There were three of us, side by side, at the wedding shower.
The bride-to-be is the daughter of one of my closest friends. She died six years ago of cancer.
But as we all know, life goes on. Her husband remarried the following year, finding love and comfort with a woman who had just lost her husband in similar circumstances.
His then-new wife embraced the role of stepmother to their two children. Shoulder to shoulder, they saw the younger one through his last year of high school and into college, at the same time providing support and guidance to his older sister, now about to be married.
Their stepmom has been as involved in the wedding planning as my friend would have been. In fact, through these last five years, she's been all that any mother who is dying could hope for, for her children, from the woman her husband would later marry.
And so she helped plan a wonderful bridal shower. It was a happy occasion, with friends and family surrounding the couple with affection and gifts. I was sitting next to two women who had also been close friends with the bride-to-be's mother. Noticing their profiles as they watched the presents being opened, I was sure each of us was thinking about how much our friend would have reveled in it all. She loved her kids more than anything, as she also loved family, friends and celebrations.
While there is acceptance, and you can get used to someone you love like that being gone, times like a wedding can shine a glaring light on their absence. Still, you look around and see the people who have stepped in to fill the void. You see the healing, and new families, and you marvel at the resilience of the human spirit.

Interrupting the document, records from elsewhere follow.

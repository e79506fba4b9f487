//! jsonsql core — compiles a JSON-shaped query language into SQL text.
//!
//! A query is a declarative tree describing a SELECT, aggregation, INSERT,
//! UPDATE, or DELETE against a caller-supplied schema of allowed tables and
//! fields. The compiler validates the query against the schema, infers a type
//! for every expression, applies dialect-specific rewrites (including the
//! data-table mode storing logical rows as JSON blobs in one physical table),
//! inlines scalar values with proper escaping, and returns a finished SQL
//! string. It never executes SQL.
//!
//! # Example
//!
//! ```
//! use jsonsql_core::{Config, SelectQuery, build_select_query};
//! use serde_json::json;
//!
//! let config: Config = serde_json::from_value(json!({
//!     "dialect": "postgresql",
//!     "tables": {
//!         "users": {"allowedFields": [
//!             {"name": "id", "type": "number", "nullable": false},
//!             {"name": "name", "type": "string", "nullable": false},
//!         ]}
//!     }
//! })).unwrap();
//! let query: SelectQuery = serde_json::from_value(json!({
//!     "rootTable": "users",
//!     "selection": {"id": true, "name": true},
//! })).unwrap();
//!
//! let sql = build_select_query(&query, &config).unwrap();
//! assert_eq!(sql, r#"SELECT users.id AS "id", users.name AS "name" FROM users"#);
//! ```

pub mod ast;
pub mod builder;
pub mod config;
pub mod dialect;
pub mod error;
pub mod eval;
pub mod functions;
pub mod resolve;
pub mod state;
pub mod trace;
pub mod value;

pub use ast::{
    AggregatedField, AggregationQuery, Condition, DeleteQuery, Expression, FieldCondition,
    InsertQuery, OperatorMap, Pagination, SelectQuery, SelectionItem, UpdateQuery,
};
pub use builder::{
    ParsedAggregation, ParsedDelete, ParsedInsert, ParsedSelect, ParsedUpdate,
    build_aggregation_query, build_delete_query, build_insert_query, build_select_query,
    build_update_query, compile_aggregation_query, compile_delete_query, compile_insert_query,
    compile_select_query, compile_update_query, parse_aggregation_query, parse_delete_query,
    parse_insert_query, parse_select_query, parse_update_query,
};
pub use config::{Config, DataTableConfig, FieldConfig, Relationship, TableConfig};
pub use dialect::{Dialect, DialectExt};
pub use error::{Error, ErrorKind, Result};
pub use eval::{parse_condition, parse_expression};
pub use jsonsql_types::{ExprType, FieldType};
pub use resolve::{ResolvedField, resolve_field_path};
pub use state::ParserState;
pub use value::Scalar;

Meanwhile, moms like us — her friends — take it all in and are grateful to be there even as she can't be — at least, not physically.
Because while It may be cliché to say, I realized our friend was there at the shower as she will be at the wedding. She is there in her children. In her loving husband and family. I feel she's with their stepmother, who has done all she can to be a mother to them. And she's with us other moms, whose hearts are in both places — in our history with her, and in our gladness at seeing how this family has been able to go on with the care and concern of a woman our friend never met.
Glancing again at the other two women, I thought how fortunate we are to be able to experience these events. It is with pride and honor that we continue to be a part of her family — to participate in such milestone occasions in the lives of her children, possibly even quietly representing her in our own way.
And that is how it always will be, for as long as we can.